Isso foi algo dito pelo próprio Scorsese. Mas a verdade é que Cassino certamente não se limita a isso. Neste vai-e-vem, vale lembrar que Cassino é um filme sem tanto frescor, ambição acadêmica ou cerne tão expositiva, o mote seja própriamente e estreitamente narrar uma história de forma autoral e auto-indulgente. Indo além, Cassino é sobre o impacto que o ambiente exerce sobre os envolvidos, fadados à tragédia - aliás, poucas vezes o recurso do in medias res foi utilizado de forma tão poética e sábia como neste, tal ferramenta justamente que quando mal usada pode acabar com todo um filme, surtindo uma experiencia estéril e de expectativas pouco subvertidas. No olhar a primeira vista de Sam sobre Ginger - olhar dele, seu e meu -, ala contos de fada do baixo escalão, o antro e a sintetização de sua personagem são imediatas - sua avareza, frieza e deboche se entregam naqueles breves planos subjetivos. Quando em Os Bons Companheiros, Scorsese filma o ato final com ares de medo, paranoia e desamparo, algo parecido ele o faz em Cassino, no entanto direciona todo o caos ao coração destroçado de Sam, a sua indignação e tragédia, algo singular na obra do mestre, quase como um Cassavetes.

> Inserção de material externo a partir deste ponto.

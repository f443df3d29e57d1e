//! Error types for medstock-client

use thiserror::Error;

/// Result type alias for client operations
pub type ClientResult<T> = std::result::Result<T, ClientError>;

/// Text shown to the user for any transport or decoding failure.
pub const NETWORK_ERROR_MESSAGE: &str = "Network error, please try again.";

#[derive(Error, Debug)]
pub enum ClientError {
    /// The server answered with a non-success status and an `error` message
    #[error("{message}")]
    Api { status: u16, message: String },

    /// The request could not be sent or the connection failed
    #[error("HTTP error: {0}")]
    Network(#[source] reqwest::Error),

    /// The response body was not the expected JSON
    #[error("failed to decode response: {0}")]
    Decode(#[source] reqwest::Error),

    #[error("invalid API base URL: {0}")]
    InvalidUrl(String),
}

impl ClientError {
    /// The message a user should see for this error.
    ///
    /// Server-side validation messages are shown as-is; everything else collapses into a
    /// generic network message.
    pub fn user_message(&self) -> String {
        match self {
            ClientError::Api { message, .. } => message.clone(),
            ClientError::Network(_) | ClientError::Decode(_) | ClientError::InvalidUrl(_) => {
                NETWORK_ERROR_MESSAGE.to_string()
            }
        }
    }
}
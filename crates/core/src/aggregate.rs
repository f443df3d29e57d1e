//! Average price over the records that carry a numeric price.

use crate::store::Document;
use serde::Serialize;

#[derive(Debug, Clone, Copy, PartialEq, Serialize)]
pub struct PriceAggregate {
    /// Mean of the numeric prices, or `None` when there are none.
    pub average: Option<f64>,
    /// Number of records that contributed to the mean.
    pub count: usize,
}

/// Computes the mean price over all records whose price is a JSON number.
///
/// Strings, booleans, nulls and missing prices are skipped rather than treated as errors.
/// The mean is accumulated incrementally so large prices cannot overflow an intermediate sum.
pub fn average(document: &Document) -> PriceAggregate {
    let (mean, count) = document
        .medicines
        .iter()
        .filter_map(|m| m.numeric_price())
        .fold((0.0_f64, 0_usize), |(mean, count), price| {
            let count = count + 1;
            (mean + (price - mean) / count as f64, count)
        });

    PriceAggregate {
        average: (count > 0).then_some(mean),
        count,
    }
}
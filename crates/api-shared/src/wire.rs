//! Request and response bodies of the medstock HTTP API.
//!
//! Mutating endpoints take form-encoded bodies and answer with either [`MessageRes`] or
//! [`ErrorRes`]. Read endpoints answer with JSON.

use serde::{Deserialize, Serialize};
use utoipa::ToSchema;

#[derive(Debug, Clone, PartialEq, Serialize, Deserialize, ToSchema)]
pub struct HealthRes {
    pub ok: bool,
    pub message: String,
}

/// A medicine as returned by the API.
///
/// Records are passed through as stored, so `name` may be absent and `price` may be any JSON
/// value for hand-edited entries.
#[derive(Debug, Clone, PartialEq, Serialize, Deserialize, ToSchema)]
pub struct Medicine {
    #[serde(default)]
    pub name: Option<String>,
    #[serde(default)]
    #[schema(value_type = Option<f64>)]
    pub price: Option<serde_json::Value>,
}

impl Medicine {
    /// The price when it is a JSON number.
    pub fn numeric_price(&self) -> Option<f64> {
        self.price.as_ref().and_then(serde_json::Value::as_f64)
    }
}

#[derive(Debug, Clone, PartialEq, Serialize, Deserialize, ToSchema)]
pub struct ListMedicinesRes {
    pub medicines: Vec<Medicine>,
}

#[derive(Debug, Clone, Copy, PartialEq, Serialize, Deserialize, ToSchema)]
pub struct AveragePriceRes {
    pub average_price: Option<f64>,
    pub count: u64,
}

#[derive(Debug, Clone, PartialEq, Serialize, Deserialize, ToSchema)]
pub struct MessageRes {
    pub message: String,
}

#[derive(Debug, Clone, PartialEq, Serialize, Deserialize, ToSchema)]
pub struct ErrorRes {
    pub error: String,
}

/// Form body of `POST /create`.
///
/// Fields are optional so that a missing field is reported with the same message as an empty
/// one.
#[derive(Debug, Clone, Default, PartialEq, Serialize, Deserialize, ToSchema)]
pub struct CreateMedicineReq {
    #[serde(default)]
    pub name: Option<String>,
    #[serde(default)]
    pub price: Option<String>,
}

/// Form body of `POST /update`.
#[derive(Debug, Clone, Default, PartialEq, Serialize, Deserialize, ToSchema)]
pub struct UpdateMedicineReq {
    #[serde(default)]
    pub name: Option<String>,
    #[serde(default, skip_serializing_if = "Option::is_none")]
    pub price: Option<String>,
    #[serde(default, skip_serializing_if = "Option::is_none")]
    pub new_name: Option<String>,
}

/// Form body of `DELETE /delete`.
#[derive(Debug, Clone, Default, PartialEq, Serialize, Deserialize, ToSchema)]
pub struct DeleteMedicineReq {
    #[serde(default)]
    pub name: Option<String>,
}

#[cfg(test)]
mod tests {
    use super::*;

    #[test]
    fn test_medicine_accepts_malformed_price() {
        let m: Medicine = serde_json::from_str(r#"{"name": "A", "price": "x"}"#).unwrap();
        assert_eq!(m.numeric_price(), None);

        let m: Medicine = serde_json::from_str(r#"{"price": 2.5}"#).unwrap();
        assert_eq!(m.name, None);
        assert_eq!(m.numeric_price(), Some(2.5));
    }

    #[test]
    fn test_average_price_null_serialises_as_null() {
        let res = AveragePriceRes {
            average_price: None,
            count: 0,
        };
        assert_eq!(
            serde_json::to_string(&res).unwrap(),
            r#"{"average_price":null,"count":0}"#
        );
    }
}
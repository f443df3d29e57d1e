//! Interactive browse mode.
//!
//! A line-oriented stand-in for the medicines page: the list of cards, one expandable card at a
//! time, an update/delete modal bound to the expanded card, a create form and prefix search.

use medstock_client::render::{render_list, render_modal, render_search, render_status};
use medstock_client::{Controller, MedicineClient, ModalState, StatusKind};
use rustyline::error::ReadlineError;
use rustyline::DefaultEditor;

const PROMPT: &str = "medstock> ";

#[derive(Debug, Clone, PartialEq, Eq)]
pub enum BrowseCommand {
    Refresh,
    /// Expand or collapse a card
    Open(String),
    Edit,
    Remove,
    /// Submit the edit modal. `None` leaves that field unchanged.
    Save {
        price: Option<String>,
        new_name: Option<String>,
    },
    Confirm,
    Cancel,
    Search(String),
    Add {
        name: String,
        price: String,
    },
    Help,
    Quit,
}

/// Parses one input line. Quoting follows shell rules so names may contain spaces.
pub fn parse(line: &str) -> Result<BrowseCommand, String> {
    let tokens = shlex::split(line).ok_or_else(|| "Invalid quoting".to_string())?;
    let Some((cmd, args)) = tokens.split_first() else {
        return Err("Type 'help' for commands".into());
    };

    match (cmd.as_str(), args) {
        ("list" | "refresh", []) => Ok(BrowseCommand::Refresh),
        ("open", [_, ..]) => Ok(BrowseCommand::Open(args.join(" "))),
        ("edit", []) => Ok(BrowseCommand::Edit),
        ("remove", []) => Ok(BrowseCommand::Remove),
        ("save", [price, rest @ ..]) => Ok(BrowseCommand::Save {
            price: (price != "-").then(|| price.clone()),
            new_name: (!rest.is_empty()).then(|| rest.join(" ")),
        }),
        ("confirm", []) => Ok(BrowseCommand::Confirm),
        ("cancel", []) => Ok(BrowseCommand::Cancel),
        ("search", [_, ..]) => Ok(BrowseCommand::Search(args.join(" "))),
        ("add", [name, price]) => Ok(BrowseCommand::Add {
            name: name.clone(),
            price: price.clone(),
        }),
        ("help", _) => Ok(BrowseCommand::Help),
        ("quit" | "exit", []) => Ok(BrowseCommand::Quit),
        ("open" | "search" | "save" | "add", _) => Err(format!("Missing arguments for '{cmd}'")),
        _ => Err(format!("Unknown command '{cmd}', type 'help' for commands")),
    }
}

fn print_help() {
    println!("Commands:");
    println!("  list                     Reload the list and the average price");
    println!("  open <name>              Expand or collapse a medicine card");
    println!("  edit                     Update the expanded medicine");
    println!("  remove                   Delete the expanded medicine");
    println!("  save <price|-> [name]    Submit the update ('-' keeps the price)");
    println!("  confirm                  Confirm the delete");
    println!("  cancel                   Close the update or delete dialog");
    println!("  search <prefix>          Find the first medicine starting with <prefix>");
    println!("  add <name> <price>       Create a medicine (quote names with spaces)");
    println!("  quit                     Leave browse mode");
}

fn print_view(controller: &mut Controller) {
    println!("{}", render_list(controller.view()));
    if let Some(modal) = render_modal(controller.view()) {
        println!("{modal}");
    }
    print_status(controller);
}

fn print_status(controller: &mut Controller) {
    if let Some(status) = render_status(controller.view()) {
        println!("{status}");
    }
    controller.view_mut().clear_status();
}

/// Applies one command. Returns `false` once the user asks to leave.
pub async fn apply(controller: &mut Controller, command: BrowseCommand) -> bool {
    let is_edit = command == BrowseCommand::Edit;
    match command {
        BrowseCommand::Quit => return false,
        BrowseCommand::Help => {
            print_help();
            return true;
        }
        BrowseCommand::Refresh => {
            controller.refresh().await;
        }
        BrowseCommand::Open(name) => {
            if controller.view().find(&name).is_none() {
                controller
                    .view_mut()
                    .set_status(StatusKind::Error, "Medicine not found");
            } else {
                controller.view_mut().toggle_card(&name);
            }
        }
        BrowseCommand::Edit | BrowseCommand::Remove => {
            let Some(selected) = controller.view().selection().map(str::to_owned) else {
                controller
                    .view_mut()
                    .set_status(StatusKind::Error, "Open a card first.");
                print_status(controller);
                return true;
            };
            let view = controller.view_mut();
            if is_edit {
                view.open_edit(&selected);
            } else {
                view.open_delete(&selected);
            }
        }
        BrowseCommand::Save { price, new_name } => {
            if !matches!(controller.view().modal(), ModalState::Edit { .. }) {
                controller
                    .view_mut()
                    .set_status(StatusKind::Error, "No update in progress.");
                print_status(controller);
                return true;
            }
            controller
                .submit_edit(price.as_deref(), new_name.as_deref())
                .await;
        }
        BrowseCommand::Confirm => {
            if !matches!(controller.view().modal(), ModalState::DeleteConfirm { .. }) {
                controller
                    .view_mut()
                    .set_status(StatusKind::Error, "No delete in progress.");
                print_status(controller);
                return true;
            }
            controller.confirm_delete().await;
        }
        BrowseCommand::Cancel => controller.view_mut().close_modal(),
        BrowseCommand::Search(prefix) => {
            println!("{}", render_search(&controller.view().search(&prefix)));
            return true;
        }
        BrowseCommand::Add { name, price } => {
            controller.create(&name, &price).await;
        }
    }
    print_view(controller);
    true
}

pub async fn run(client: MedicineClient) -> anyhow::Result<()> {
    let mut controller = Controller::new(client);
    controller.refresh().await;
    print_view(&mut controller);
    println!("Type 'help' for commands");

    let mut rl = DefaultEditor::new()?;
    loop {
        let line = tokio::task::block_in_place(|| rl.readline(PROMPT));
        match line {
            Ok(line) => {
                let trimmed = line.trim();
                if trimmed.is_empty() {
                    continue;
                }
                if let Err(e) = rl.add_history_entry(trimmed) {
                    tracing::debug!("failed to record history entry: {:?}", e);
                }

                match parse(trimmed) {
                    Ok(command) => {
                        if !apply(&mut controller, command).await {
                            break;
                        }
                    }
                    Err(e) => eprintln!("{e}"),
                }
            }
            Err(ReadlineError::Interrupted) => continue,
            Err(ReadlineError::Eof) => break,
            Err(e) => {
                tracing::debug!("readline failed: {:?}", e);
                return Err(e.into());
            }
        }
    }
    Ok(())
}
//! Create, read, update and delete operations over the medicines document.
//!
//! Every mutation is a whole-document read → modify → write against [`MedicineStore`]. Within
//! one process the writer lock keeps two mutations from interleaving; separate processes sharing
//! the same file are last-writer-wins.

use crate::aggregate::{self, PriceAggregate};
use crate::error::{MedicineError, MedicineResult};
use crate::store::{MedicineStore, StoredMedicine};
use crate::CoreConfig;
use med_types::{MedicineName, Price};
use std::sync::{Arc, Mutex, MutexGuard, PoisonError};

/// Requested changes to an existing medicine. At least one field must be set.
#[derive(Debug, Clone, Default, PartialEq)]
pub struct MedicineUpdate {
    pub price: Option<f64>,
    pub new_name: Option<String>,
}

#[derive(Debug, Clone)]
pub struct MedicineService {
    store: MedicineStore,
    write_lock: Arc<Mutex<()>>,
}

impl MedicineService {
    pub fn new(cfg: &CoreConfig) -> Self {
        Self::with_store(MedicineStore::new(cfg))
    }

    pub fn with_store(store: MedicineStore) -> Self {
        Self {
            store,
            write_lock: Arc::new(Mutex::new(())),
        }
    }

    pub fn store(&self) -> &MedicineStore {
        &self.store
    }

    /// Returns every stored record in stored order.
    pub fn list(&self) -> MedicineResult<Vec<StoredMedicine>> {
        Ok(self.store.read()?.medicines)
    }

    /// Looks up one record by case-insensitive name.
    pub fn get(&self, name: &str) -> MedicineResult<StoredMedicine> {
        let key = MedicineName::new(name)?.key();
        self.store
            .read()?
            .medicines
            .into_iter()
            .find(|m| m.key() == key)
            .ok_or(MedicineError::NotFound)
    }

    pub fn average_price(&self) -> MedicineResult<PriceAggregate> {
        Ok(aggregate::average(&self.store.read()?))
    }

    /// Adds a new medicine.
    ///
    /// # Errors
    /// Returns:
    /// - `EmptyName` if `name` trims to nothing,
    /// - `InvalidPrice` if `price` is not finite and greater than zero,
    /// - `DuplicateName` if a record with the same case-insensitive name exists,
    /// - `Storage` if the document cannot be read or written.
    pub fn create(&self, name: &str, price: f64) -> MedicineResult<StoredMedicine> {
        let name = MedicineName::new(name)?;
        let price = Price::new(price)?;

        let _guard = self.lock();
        let mut document = self.store.read()?;

        let key = name.key();
        if document.medicines.iter().any(|m| m.key() == key) {
            return Err(MedicineError::DuplicateName);
        }

        let record = StoredMedicine::new(&name, price);
        document.medicines.push(record.clone());
        self.store.write(&document)?;

        tracing::info!("created medicine {}", name);
        Ok(record)
    }

    /// Changes the price and/or the name of an existing medicine.
    ///
    /// Renaming a record to its own name with different casing or padding is allowed.
    ///
    /// # Errors
    /// Returns:
    /// - `EmptyName` if `name` trims to nothing,
    /// - `InvalidPrice` if a price is given that is not finite and greater than zero,
    /// - `EmptyNewName` if a new name is given that trims to nothing,
    /// - `NothingToUpdate` if neither a price nor a new name is given,
    /// - `DuplicateName` if the new name belongs to a different record,
    /// - `NotFound` if no record matches `name`,
    /// - `Storage` if the document cannot be read or written.
    pub fn update(&self, name: &str, changes: MedicineUpdate) -> MedicineResult<StoredMedicine> {
        let name = MedicineName::new(name)?;
        let price = changes.price.map(Price::new).transpose()?;
        let new_name = changes
            .new_name
            .map(|n| MedicineName::new(n).map_err(|_| MedicineError::EmptyNewName))
            .transpose()?;
        if price.is_none() && new_name.is_none() {
            return Err(MedicineError::NothingToUpdate);
        }

        let _guard = self.lock();
        let mut document = self.store.read()?;

        let key = name.key();
        if let Some(new_name) = &new_name {
            let new_key = new_name.key();
            let collides = document
                .medicines
                .iter()
                .any(|m| m.key() == new_key && m.key() != key);
            if collides {
                return Err(MedicineError::DuplicateName);
            }
        }

        let record = document
            .medicines
            .iter_mut()
            .find(|m| m.key() == key)
            .ok_or(MedicineError::NotFound)?;
        if let Some(new_name) = &new_name {
            record.set_name(new_name);
        }
        if let Some(price) = price {
            record.set_price(price);
        }
        let updated = record.clone();

        self.store.write(&document)?;

        tracing::info!(
            "updated medicine {}{}",
            name,
            new_name
                .as_ref()
                .map(|n| format!(" (now {n})"))
                .unwrap_or_default()
        );
        Ok(updated)
    }

    /// Removes the medicine with the given case-insensitive name.
    ///
    /// Returns the trimmed name that was matched.
    ///
    /// # Errors
    /// Returns `EmptyName`, `NotFound`, or `Storage`. On `NotFound` the document is not
    /// rewritten.
    pub fn delete(&self, name: &str) -> MedicineResult<MedicineName> {
        let name = MedicineName::new(name)?;

        let _guard = self.lock();
        let mut document = self.store.read()?;

        let key = name.key();
        let before = document.medicines.len();
        document.medicines.retain(|m| m.key() != key);
        if document.medicines.len() == before {
            return Err(MedicineError::NotFound);
        }

        self.store.write(&document)?;

        tracing::info!("deleted medicine {}", name);
        Ok(name)
    }

    fn lock(&self) -> MutexGuard<'_, ()> {
        self.write_lock
            .lock()
            .unwrap_or_else(PoisonError::into_inner)
    }
}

Em suma, é o filme extrapolador de Scorsese. Um dos mais longos, o mais violento e talvez o mais melancólico dentre todos. Um apanhado generalizado de estilos estéticos e diegéticos para culminar uma longa e nebulosa história de destruição (para todos os lados). Se hoje em dia Scorsese encharca seus filmes de exuberancias estilisticas (ao menos ele se livrou dos deploráveis interludios coloridos pontuados em Cabo do Medo e A Época da Inocência), ele parece ter abdicado um pouco dos elementos epicentrais que encantaram e ainda encantam tantas gerações de cinéfilos apaixonados, toda aquela força e densidade única e vibrante, poder sensorial absoluto. Mas é claro que de vez em outra podemos revisitar suas grandes obras, e para quem ama, Cassino sempre estara aí como exemplo poderoso do poder arrebatador de um dos maiores cineastas de toda história.